I woke up Sunday morning with an extremely sore throat, body ache and a headache. I’ve haven’t really been feeling great all week. Last Monday I was chilly all day in the house. My wife says this should have been the first clue that I should have started taking something like Airborne right then. But of course, I didn’t. I typically just reject the reality that I’m not feeling well and power through. But today, that just wasn’t going to happen.
I had plans for today to wrap up a few things that last week’s schedule simply couldn’t fit. Since I wasn’t feeling well, I put that off all morning and then hopped on a call at my desk to discuss two projects with my partner. We were only on the call for maybe 30 minutes, but by the time it was over, every ounce of energy was zapped from my body. I went back downstairs and hung out on the couch, alternating between watching Archer and nodding off.
But I have things to do
I loaded up on some meds and orange juice. I then wrote up one of the quotes I needed, but the other sits incomplete. I simply can not focus on it long enough to work through the details. It’s a very weird feeling.
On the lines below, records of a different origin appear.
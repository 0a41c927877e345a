//! In-memory document database for testing.

use crate::config::TransactionConfig;
use crate::database::{Database, DocumentTransaction, Query, Write};
use crate::document::{apply_patch, Document, Patch, Snapshot};
use crate::error::{CoreError, CoreResult};
use crate::path::DocumentPath;
use parking_lot::RwLock;
use std::collections::{BTreeMap, HashMap, HashSet};
use std::sync::atomic::{AtomicU32, AtomicU64, Ordering};
use tracing::{debug, warn};

#[derive(Debug, Default, Clone)]
struct Store {
    docs: BTreeMap<DocumentPath, Document>,
    /// Last commit that touched each path. Survives deletion.
    versions: HashMap<DocumentPath, u64>,
    commits: u64,
}

impl Store {
    fn version(&self, path: &DocumentPath) -> u64 {
        self.versions.get(path).copied().unwrap_or(0)
    }

    fn snapshot(&self, path: &DocumentPath) -> Snapshot {
        match self.docs.get(path) {
            Some(data) => Snapshot::found(path.clone(), data.clone()),
            None => Snapshot::missing(path.clone()),
        }
    }

    fn query(&self, query: &Query) -> Vec<Snapshot> {
        let mut rows: Vec<Snapshot> = self
            .docs
            .iter()
            .filter(|(path, data)| query.matches(path, data))
            .map(|(path, data)| Snapshot::found(path.clone(), data.clone()))
            .collect();
        rows.sort_by(|a, b| query.compare(a, b));
        if let Some(limit) = query.limit {
            rows.truncate(limit);
        }
        rows
    }

    fn write(&mut self, write: Write) -> CoreResult<()> {
        let path = write.path().clone();
        match write {
            Write::Create { path, data } => {
                if self.docs.contains_key(&path) {
                    return Err(CoreError::conflict(path.as_str()));
                }
                self.docs.insert(path, data);
            }
            Write::Delete { path } => {
                self.docs.remove(&path);
            }
            Write::Merge { path, patch } => {
                apply_patch(self.docs.entry(path).or_default(), patch);
            }
        }
        self.versions.insert(path, self.commits);
        Ok(())
    }

    /// Applies `writes` as one commit, all or nothing.
    fn commit(&mut self, writes: Vec<Write>) -> CoreResult<()> {
        let mut next = self.clone();
        next.commits += 1;
        for write in writes {
            next.write(write)?;
        }
        *self = next;
        Ok(())
    }
}

/// An in-memory [`Database`] with optimistic transactions.
///
/// Transactions record the version of every document they read and buffer
/// their writes. At commit the read versions are validated; if another
/// writer got there first the attempt is discarded and the body runs again,
/// up to [`TransactionConfig::max_attempts`] times.
///
/// Reads inside a transaction see committed data only; buffered writes
/// become visible when the transaction commits.
///
/// Failure injection hooks make contention and transport errors
/// reproducible in tests.
///
/// # Example
///
/// ```rust
/// use docket_core::{CoreResult, Database, Document, DocumentPath, InMemoryDatabase};
///
/// let db = InMemoryDatabase::new();
/// let path = DocumentPath::new("users/u1").unwrap();
/// let result: CoreResult<()> = db.run_transaction(|tx| tx.create(&path, Document::new()));
/// result.unwrap();
/// assert!(db.document(&path).is_some());
/// ```
#[derive(Debug, Default)]
pub struct InMemoryDatabase {
    store: RwLock<Store>,
    config: TransactionConfig,
    contention: AtomicU32,
    failing: RwLock<HashSet<DocumentPath>>,
    attempts: AtomicU64,
}

impl InMemoryDatabase {
    /// Creates an empty database with the default retry configuration.
    #[must_use]
    pub fn new() -> Self {
        Self::default()
    }

    /// Creates an empty database with the given retry configuration.
    #[must_use]
    pub fn with_config(config: TransactionConfig) -> Self {
        Self {
            config,
            ..Self::default()
        }
    }

    /// Returns the retry configuration.
    pub fn config(&self) -> &TransactionConfig {
        &self.config
    }

    /// Stores a document directly, replacing any existing one.
    pub fn insert(&self, path: DocumentPath, data: Document) {
        let mut store = self.store.write();
        store.commits += 1;
        let version = store.commits;
        store.versions.insert(path.clone(), version);
        store.docs.insert(path, data);
    }

    /// Returns a copy of a stored document.
    #[must_use]
    pub fn document(&self, path: &DocumentPath) -> Option<Document> {
        self.store.read().docs.get(path).cloned()
    }

    /// Returns the number of stored documents.
    #[must_use]
    pub fn len(&self) -> usize {
        self.store.read().docs.len()
    }

    /// Returns true if no documents are stored.
    #[must_use]
    pub fn is_empty(&self) -> bool {
        self.store.read().docs.is_empty()
    }

    /// Returns how many transaction attempts have started.
    #[must_use]
    pub fn attempts(&self) -> u64 {
        self.attempts.load(Ordering::SeqCst)
    }

    /// Forces the next `n` transaction commits to fail validation, so
    /// their bodies run again.
    pub fn inject_contention(&self, n: u32) {
        self.contention.store(n, Ordering::SeqCst);
    }

    /// Makes every write to `path` fail with a fatal transport error.
    pub fn fail_writes_to(&self, path: DocumentPath) {
        self.failing.write().insert(path);
    }

    /// Removes every injected write failure.
    pub fn clear_write_failures(&self) {
        self.failing.write().clear();
    }

    fn check_writable(&self, path: &DocumentPath) -> CoreResult<()> {
        if self.failing.read().contains(path) {
            return Err(CoreError::transport_fatal(format!(
                "write to {path} rejected"
            )));
        }
        Ok(())
    }

    fn take_contention(&self) -> bool {
        self.contention
            .fetch_update(Ordering::SeqCst, Ordering::SeqCst, |n| n.checked_sub(1))
            .is_ok()
    }
}

impl Database for InMemoryDatabase {
    fn run_transaction<T, E, F>(&self, mut body: F) -> Result<T, E>
    where
        F: FnMut(&mut dyn DocumentTransaction) -> Result<T, E>,
        E: From<CoreError>,
    {
        let max_attempts = self.config.max_attempts.max(1);
        let mut last_error = None;

        for attempt in 0..max_attempts {
            let delay = self.config.delay_for_attempt(attempt);
            if !delay.is_zero() {
                std::thread::sleep(delay);
            }
            self.attempts.fetch_add(1, Ordering::SeqCst);

            let mut tx = MemoryTransaction::new(self);
            let value = body(&mut tx)?;
            match tx.commit() {
                Ok(()) => return Ok(value),
                Err(err @ CoreError::Contention { .. }) => {
                    debug!(attempt, error = %err, "transaction contended, retrying");
                    last_error = Some(err);
                }
                Err(err) => return Err(err.into()),
            }
        }

        let reason = last_error.map_or_else(|| "no attempt made".to_string(), |e| e.to_string());
        warn!(attempts = max_attempts, %reason, "transaction aborted");
        Err(CoreError::TransactionAborted {
            attempts: max_attempts,
            reason,
        }
        .into())
    }

    fn get(&self, path: &DocumentPath) -> CoreResult<Snapshot> {
        Ok(self.store.read().snapshot(path))
    }

    fn query(&self, query: &Query) -> CoreResult<Vec<Snapshot>> {
        Ok(self.store.read().query(query))
    }

    fn apply(&self, writes: Vec<Write>) -> CoreResult<()> {
        for write in &writes {
            self.check_writable(write.path())?;
        }
        self.store.write().commit(writes)
    }
}

struct MemoryTransaction<'a> {
    db: &'a InMemoryDatabase,
    reads: HashMap<DocumentPath, u64>,
    writes: Vec<Write>,
}

impl<'a> MemoryTransaction<'a> {
    fn new(db: &'a InMemoryDatabase) -> Self {
        Self {
            db,
            reads: HashMap::new(),
            writes: Vec::new(),
        }
    }

    fn record(&mut self, path: &DocumentPath, version: u64) {
        self.reads.entry(path.clone()).or_insert(version);
    }

    fn commit(self) -> CoreResult<()> {
        if self.db.take_contention() {
            let path = self
                .writes
                .first()
                .map_or_else(|| "<transaction>".to_string(), |w| w.path().to_string());
            return Err(CoreError::contention(path));
        }

        let mut store = self.db.store.write();
        for (path, version) in &self.reads {
            if store.version(path) != *version {
                return Err(CoreError::contention(path.as_str()));
            }
        }
        store.commit(self.writes)
    }
}

impl DocumentTransaction for MemoryTransaction<'_> {
    fn get(&mut self, path: &DocumentPath) -> CoreResult<Snapshot> {
        let store = self.db.store.read();
        let version = store.version(path);
        let snapshot = store.snapshot(path);
        drop(store);
        self.record(path, version);
        Ok(snapshot)
    }

    fn query(&mut self, query: &Query) -> CoreResult<Vec<Snapshot>> {
        let store = self.db.store.read();
        let rows = store.query(query);
        let versions: Vec<_> = rows.iter().map(|r| (r.path.clone(), store.version(&r.path))).collect();
        drop(store);
        for (path, version) in versions {
            self.record(&path, version);
        }
        Ok(rows)
    }

    fn create(&mut self, path: &DocumentPath, data: Document) -> CoreResult<()> {
        self.db.check_writable(path)?;
        let store = self.db.store.read();
        if store.docs.contains_key(path) {
            return Err(CoreError::conflict(path.as_str()));
        }
        let version = store.version(path);
        drop(store);
        self.record(path, version);
        self.writes.push(Write::Create {
            path: path.clone(),
            data,
        });
        Ok(())
    }

    fn delete(&mut self, path: &DocumentPath) -> CoreResult<()> {
        self.db.check_writable(path)?;
        self.writes.push(Write::Delete { path: path.clone() });
        Ok(())
    }

    fn merge(&mut self, path: &DocumentPath, patch: Patch) -> CoreResult<()> {
        self.db.check_writable(path)?;
        self.writes.push(Write::Merge {
            path: path.clone(),
            patch,
        });
        Ok(())
    }
}
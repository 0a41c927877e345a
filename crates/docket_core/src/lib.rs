//! # Docket Core
//!
//! Transaction-scoped persistence for document databases.
//!
//! This crate provides:
//! - [`ChangeTracker`]: dirty checking of intended writes against reads
//! - [`EntitySet`] and [`Repository`]: entity lifecycle tracking
//! - [`TransactionCoordinator`] and [`UnitOfWork`]: retry-safe commits that
//!   only write what changed
//! - [`Database`] and [`DocumentTransaction`]: the collaborator interface,
//!   with [`InMemoryDatabase`] for tests
//!
//! ## Example
//!
//! ```rust
//! use docket_core::{
//!     CollectionPath, CoreResult, DocumentWrite, EntitySet, FieldWrite, Identifiable,
//!     InMemoryDatabase, Repository, UnitOfWork, WriteData,
//! };
//!
//! #[derive(Clone)]
//! struct User {
//!     id: String,
//!     name: String,
//! }
//!
//! impl Identifiable for User {
//!     fn id(&self) -> &str {
//!         &self.id
//!     }
//! }
//!
//! struct Users(EntitySet<User>);
//!
//! impl Repository for Users {
//!     type Entity = User;
//!
//!     fn entities(&self) -> &EntitySet<User> {
//!         &self.0
//!     }
//!
//!     fn entities_mut(&mut self) -> &mut EntitySet<User> {
//!         &mut self.0
//!     }
//!
//!     fn to_documents(&self, user: &User) -> CoreResult<Vec<DocumentWrite>> {
//!         let path = CollectionPath::new("users")?.doc(&user.id)?;
//!         let data = WriteData::from([("name".to_string(), FieldWrite::set(user.name.as_str()))]);
//!         Ok(vec![DocumentWrite::new(path, data)])
//!     }
//! }
//!
//! let uow = UnitOfWork::new(InMemoryDatabase::new());
//! let mut users = Users(EntitySet::new());
//! let committed = uow
//!     .commit(&mut users, |_, users| -> CoreResult<()> {
//!         users.add(User { id: "u1".into(), name: "Ada".into() });
//!         Ok(())
//!     })
//!     .unwrap();
//! assert_eq!(committed.summary.created, 1);
//! ```

#![deny(unsafe_code)]
#![warn(missing_docs)]

mod config;
mod coordinator;
mod database;
mod document;
mod entity;
mod error;
mod ids;
mod memory;
mod operation;
mod path;
mod repository;
mod tracker;
mod unit_of_work;

pub use config::TransactionConfig;
pub use coordinator::{CommitSummary, TransactionCoordinator};
pub use database::{
    Database, Direction, DocumentTransaction, Filter, FilterOp, OrderBy, Query, Write,
};
pub use document::{
    apply_patch, blind_patch, creatable, write_data, Document, DocumentWrite, FieldPatch,
    FieldWrite, Patch, Snapshot, WriteData,
};
pub use entity::{EntitySet, Identifiable, TrackedEntity, TrackingMode};
pub use error::{CoreError, CoreResult};
pub use ids::{Clock, IdGenerator, ManualClock, SequentialIds, SystemClock, UuidGenerator};
pub use memory::InMemoryDatabase;
pub use operation::{OpType, Operation};
pub use path::{CollectionPath, DocumentPath};
pub use repository::{Repository, RepositorySet};
pub use tracker::ChangeTracker;
pub use unit_of_work::{Committed, DirectReader, UnitOfWork};

pub use docket_codec::{Timestamp, Value};
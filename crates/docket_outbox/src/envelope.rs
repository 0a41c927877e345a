//! The message published to the bus.

use crate::error::OutboxResult;
use crate::event::OutboxEvent;
use chrono::{DateTime, Utc};
use serde::{Deserialize, Serialize};

/// Wire form of a published outbox event.
///
/// Serialized as JSON with camel-case keys and RFC 3339 timestamps:
///
/// ```json
/// {"id":"evt-1","topic":"orders","timeCreated":"2024-01-01T00:00:00Z","timeSent":"2024-01-01T00:00:01Z","data":{}}
/// ```
#[derive(Debug, Clone, PartialEq, Serialize, Deserialize)]
#[serde(rename_all = "camelCase")]
pub struct EventEnvelope {
    /// Event id. Consumers use it as their idempotency key.
    pub id: String,
    /// Topic the event was published to.
    pub topic: String,
    /// When the event was queued.
    pub time_created: DateTime<Utc>,
    /// When the event was handed to the bus.
    pub time_sent: DateTime<Utc>,
    /// Message payload.
    pub data: serde_json::Value,
}

impl EventEnvelope {
    /// Builds the envelope for `event`, sent at `time_sent`.
    ///
    /// # Errors
    ///
    /// Fails if the payload cannot be represented as JSON.
    pub fn from_event(event: &OutboxEvent, time_sent: DateTime<Utc>) -> OutboxResult<Self> {
        Ok(Self {
            id: event.id.clone(),
            topic: event.topic.clone(),
            time_created: event.time_created,
            time_sent,
            data: event.data.to_json()?,
        })
    }

    /// Encodes the envelope as JSON.
    ///
    /// # Errors
    ///
    /// Fails if serialization fails.
    pub fn to_json_bytes(&self) -> OutboxResult<Vec<u8>> {
        Ok(serde_json::to_vec(self)?)
    }

    /// Decodes an envelope received from the bus.
    ///
    /// # Errors
    ///
    /// Fails on malformed JSON or missing fields.
    pub fn from_json_bytes(bytes: &[u8]) -> OutboxResult<Self> {
        Ok(serde_json::from_slice(bytes)?)
    }
}
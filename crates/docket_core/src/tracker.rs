//! Read tracking and dirty checking.
//!
//! The [`ChangeTracker`] remembers the field data observed by every read in
//! the current transaction attempt. At commit time an intended write is
//! diffed against that snapshot so only the fields that actually changed are
//! sent to the database.
//!
//! ## Diff rules
//!
//! For each top-level key of the intended write:
//! - `Unset` with a recorded value: emit [`FieldPatch::Delete`]
//! - `Unset` with no recorded value: omit the key
//! - otherwise compare recorded and intended values with
//!   [`docket_codec::Value::equivalent`]; on any difference emit the *whole* intended
//!   value (nested maps are replaced, never field-merged)
//!
//! Keys that are absent from the intended write are never emitted.

use crate::document::{Document, FieldPatch, FieldWrite, Patch, WriteData};
use crate::path::DocumentPath;
use std::collections::HashMap;
use tracing::trace;

/// Tracks document reads within one transaction attempt.
#[derive(Debug, Default)]
pub struct ChangeTracker {
    /// Document path -> field data at the most recent read.
    reads: HashMap<DocumentPath, Document>,
}

impl ChangeTracker {
    /// Creates an empty tracker.
    #[must_use]
    pub fn new() -> Self {
        Self::default()
    }

    /// Records the data read at `path`, replacing any earlier read.
    ///
    /// A read of a missing document is recorded as an empty document.
    pub fn track(&mut self, path: &DocumentPath, data: Option<&Document>) {
        trace!(path = %path, exists = data.is_some(), "tracking read");
        self.reads
            .insert(path.clone(), data.cloned().unwrap_or_default());
    }

    /// Forgets every recorded read.
    pub fn reset(&mut self) {
        self.reads.clear();
    }

    /// Returns true if `path` was read in this attempt.
    #[must_use]
    pub fn is_tracked(&self, path: &DocumentPath) -> bool {
        self.reads.contains_key(path)
    }

    /// Returns the data recorded for `path`.
    #[must_use]
    pub fn recorded(&self, path: &DocumentPath) -> Option<&Document> {
        self.reads.get(path)
    }

    /// Returns the number of tracked paths.
    #[must_use]
    pub fn len(&self) -> usize {
        self.reads.len()
    }

    /// Returns true if nothing has been tracked.
    #[must_use]
    pub fn is_empty(&self) -> bool {
        self.reads.is_empty()
    }

    /// Computes the minimal merge patch turning the recorded read of `path`
    /// into `write`.
    ///
    /// Returns `None` when nothing changed; the caller must then skip the
    /// write entirely. An untracked path is diffed against an empty document.
    #[must_use]
    pub fn diff(&self, path: &DocumentPath, write: &WriteData) -> Option<Patch> {
        let empty = Document::new();
        let read = self.reads.get(path).unwrap_or(&empty);

        let mut patch = Patch::new();
        for (key, intended) in write {
            let recorded = read.get(key);
            match intended {
                FieldWrite::Unset => {
                    if recorded.is_some() {
                        patch.insert(key.clone(), FieldPatch::Delete);
                    }
                }
                FieldWrite::Set(value) => {
                    if !recorded.is_some_and(|r| r.equivalent(value)) {
                        patch.insert(key.clone(), FieldPatch::Set(value.clone()));
                    }
                }
            }
        }

        if patch.is_empty() {
            trace!(path = %path, "no changes");
            None
        } else {
            trace!(path = %path, fields = patch.len(), "changed fields");
            Some(patch)
        }
    }
}

#[cfg(test)]
mod tests {
    use super::*;
    use chrono::{TimeZone, Utc};
    use docket_codec::{Timestamp, Value};

    fn p() -> DocumentPath {
        DocumentPath::new("things/p").unwrap()
    }

    fn doc<const N: usize>(fields: [(&str, Value); N]) -> Document {
        fields
            .into_iter()
            .map(|(k, v)| (k.to_string(), v))
            .collect()
    }

    fn write<const N: usize>(fields: [(&str, FieldWrite); N]) -> WriteData {
        fields
            .into_iter()
            .map(|(k, v)| (k.to_string(), v))
            .collect()
    }

    #[test]
    fn identical_data_has_no_changes() {
        let mut tracker = ChangeTracker::new();
        let data = doc([
            ("stringField", Value::from("someString")),
            ("boolField", Value::from(true)),
            ("numField", Value::from(100)),
        ]);
        tracker.track(&p(), Some(&data));

        for _ in 0..3 {
            assert_eq!(
                tracker.diff(&p(), &crate::document::write_data(data.clone())),
                None
            );
        }
    }

    #[test]
    fn reset_forgets_reads() {
        let mut tracker = ChangeTracker::new();
        let data = doc([("a", Value::from(1)), ("b", Value::from("x"))]);
        tracker.track(&p(), Some(&data));
        tracker.reset();

        assert!(tracker.is_empty());
        let patch = tracker
            .diff(&p(), &crate::document::write_data(data))
            .unwrap();
        assert_eq!(patch.len(), 2);
        assert_eq!(patch.get("a"), Some(&FieldPatch::Set(Value::from(1))));
    }

    #[test]
    fn unset_of_absent_field_is_no_change() {
        let mut tracker = ChangeTracker::new();
        tracker.track(&p(), Some(&Document::new()));
        assert_eq!(tracker.diff(&p(), &write([("a", FieldWrite::Unset)])), None);
    }

    #[test]
    fn unset_of_present_field_emits_delete() {
        let mut tracker = ChangeTracker::new();
        tracker.track(&p(), Some(&doc([("a", Value::from("x"))])));
        let patch = tracker.diff(&p(), &write([("a", FieldWrite::Unset)])).unwrap();
        assert_eq!(patch, Patch::from([("a".to_string(), FieldPatch::Delete)]));
    }

    #[test]
    fn unset_of_null_field_emits_delete() {
        let mut tracker = ChangeTracker::new();
        tracker.track(&p(), Some(&doc([("a", Value::Null)])));
        let patch = tracker.diff(&p(), &write([("a", FieldWrite::Unset)])).unwrap();
        assert_eq!(patch.get("a"), Some(&FieldPatch::Delete));
    }

    #[test]
    fn nested_change_replaces_whole_field() {
        let mut tracker = ChangeTracker::new();
        let read = Value::map([("x", Value::from(1)), ("y", Value::from(2))]);
        tracker.track(&p(), Some(&doc([("a", read)])));

        let intended = Value::map([
            ("x", Value::from(1)),
            ("y", Value::from(2)),
            ("z", Value::from(3)),
        ]);
        let patch = tracker
            .diff(&p(), &write([("a", FieldWrite::Set(intended.clone()))]))
            .unwrap();
        assert_eq!(patch.get("a"), Some(&FieldPatch::Set(intended)));
    }

    #[test]
    fn shorter_array_is_a_change() {
        let mut tracker = ChangeTracker::new();
        tracker.track(&p(), Some(&doc([("arr", Value::from(vec![1, 2, 3]))])));
        let patch = tracker
            .diff(&p(), &write([("arr", FieldWrite::set(vec![1, 2]))]))
            .unwrap();
        assert_eq!(patch.get("arr"), Some(&FieldPatch::Set(Value::from(vec![1, 2]))));
    }

    #[test]
    fn reordered_array_is_a_change() {
        let mut tracker = ChangeTracker::new();
        tracker.track(&p(), Some(&doc([("arr", Value::from(vec!["a", "b"]))])));
        assert!(tracker
            .diff(&p(), &write([("arr", FieldWrite::set(vec!["b", "a"]))]))
            .is_some());
    }

    #[test]
    fn only_changed_fields_are_emitted() {
        let mut tracker = ChangeTracker::new();
        tracker.track(
            &p(),
            Some(&doc([("same", Value::from(1)), ("changed", Value::from(1))])),
        );
        let patch = tracker
            .diff(
                &p(),
                &write([("same", FieldWrite::set(1)), ("changed", FieldWrite::set(2))]),
            )
            .unwrap();
        assert_eq!(patch.len(), 1);
        assert!(patch.contains_key("changed"));
    }

    #[test]
    fn fields_missing_from_write_are_never_emitted() {
        let mut tracker = ChangeTracker::new();
        tracker.track(
            &p(),
            Some(&doc([("kept", Value::from(1)), ("other", Value::from(2))])),
        );
        let patch = tracker.diff(&p(), &write([("kept", FieldWrite::set(5))])).unwrap();
        assert!(!patch.contains_key("other"));
    }

    #[test]
    fn null_and_value_differ() {
        let mut tracker = ChangeTracker::new();
        tracker.track(&p(), Some(&doc([("n", Value::Null)])));
        assert_eq!(tracker.diff(&p(), &write([("n", FieldWrite::Set(Value::Null))])), None);
        assert!(tracker.diff(&p(), &write([("n", FieldWrite::set(0))])).is_some());
    }

    #[test]
    fn large_integer_replacing_nearby_float_is_a_change() {
        let mut tracker = ChangeTracker::new();
        tracker.track(&p(), Some(&doc([("n", Value::Float(9_007_199_254_740_992.0))])));
        let patch = tracker
            .diff(&p(), &write([("n", FieldWrite::set(9_007_199_254_740_993_i64))]))
            .unwrap();
        assert_eq!(
            patch.get("n"),
            Some(&FieldPatch::Set(Value::Integer(9_007_199_254_740_993)))
        );
    }

    #[test]
    fn integer_stored_as_equal_float_is_unchanged() {
        let mut tracker = ChangeTracker::new();
        tracker.track(&p(), Some(&doc([("n", Value::Float(42.0))])));
        assert_eq!(tracker.diff(&p(), &write([("n", FieldWrite::set(42))])), None);
    }

    #[test]
    fn calendar_and_native_timestamps_are_unchanged() {
        let time = Utc.with_ymd_and_hms(2022, 1, 2, 3, 4, 5).unwrap();
        let mut tracker = ChangeTracker::new();
        tracker.track(
            &p(),
            Some(&doc([("at", Value::Instant(Timestamp::native_from(time)))])),
        );
        let intended = write([("at", FieldWrite::Set(Value::Instant(Timestamp::from_utc(time))))]);
        assert_eq!(tracker.diff(&p(), &intended), None);
    }

    #[test]
    fn later_read_overwrites_earlier() {
        let mut tracker = ChangeTracker::new();
        tracker.track(&p(), Some(&doc([("a", Value::from(1))])));
        tracker.track(&p(), Some(&doc([("a", Value::from(2))])));
        assert_eq!(tracker.len(), 1);
        assert_eq!(tracker.diff(&p(), &write([("a", FieldWrite::set(2))])), None);
    }

    #[test]
    fn missing_document_read_tracks_as_empty() {
        let mut tracker = ChangeTracker::new();
        tracker.track(&p(), None);
        assert!(tracker.is_tracked(&p()));
        assert!(tracker.diff(&p(), &write([("a", FieldWrite::set(1))])).is_some());
    }

    mod props {
        use super::*;
        use proptest::prelude::*;

        fn small_doc() -> impl Strategy<Value = Document> {
            prop::collection::btree_map("[a-d]", any::<i64>().prop_map(Value::from), 0..4)
        }

        proptest! {
            #[test]
            fn patch_only_names_written_keys(read in small_doc(), intended in small_doc()) {
                let mut tracker = ChangeTracker::new();
                tracker.track(&p(), Some(&read));
                let write = crate::document::write_data(intended.clone());
                match tracker.diff(&p(), &write) {
                    None => prop_assert!(intended.iter().all(|(k, v)| read.get(k) == Some(v))),
                    Some(patch) => {
                        prop_assert!(patch.keys().all(|k| intended.contains_key(k)));
                        prop_assert!(patch.values().all(|f| matches!(f, FieldPatch::Set(_))));
                    }
                }
            }
        }
    }
}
I don’t get sick very often. But when I do, my wife will tell you, it usually kicks my ass. I pretty much become useless. But instead of just unplugging and really getting some rest, I still try to get things done. Not only is this not productive, it probably isn’t healthy.
Here’s my promise; if I wake up tomorrow feeling like I did this morning, I will send exactly 1 email to my assistant and PM telling them that they’re in charge for the day. I’ll then shut off my laptop and phone, take more meds and go back to bed.
I don’t have time to be sick, true. But I also don’t have time to make things worse by not listening when my body when it says to take a break. I’m listening now.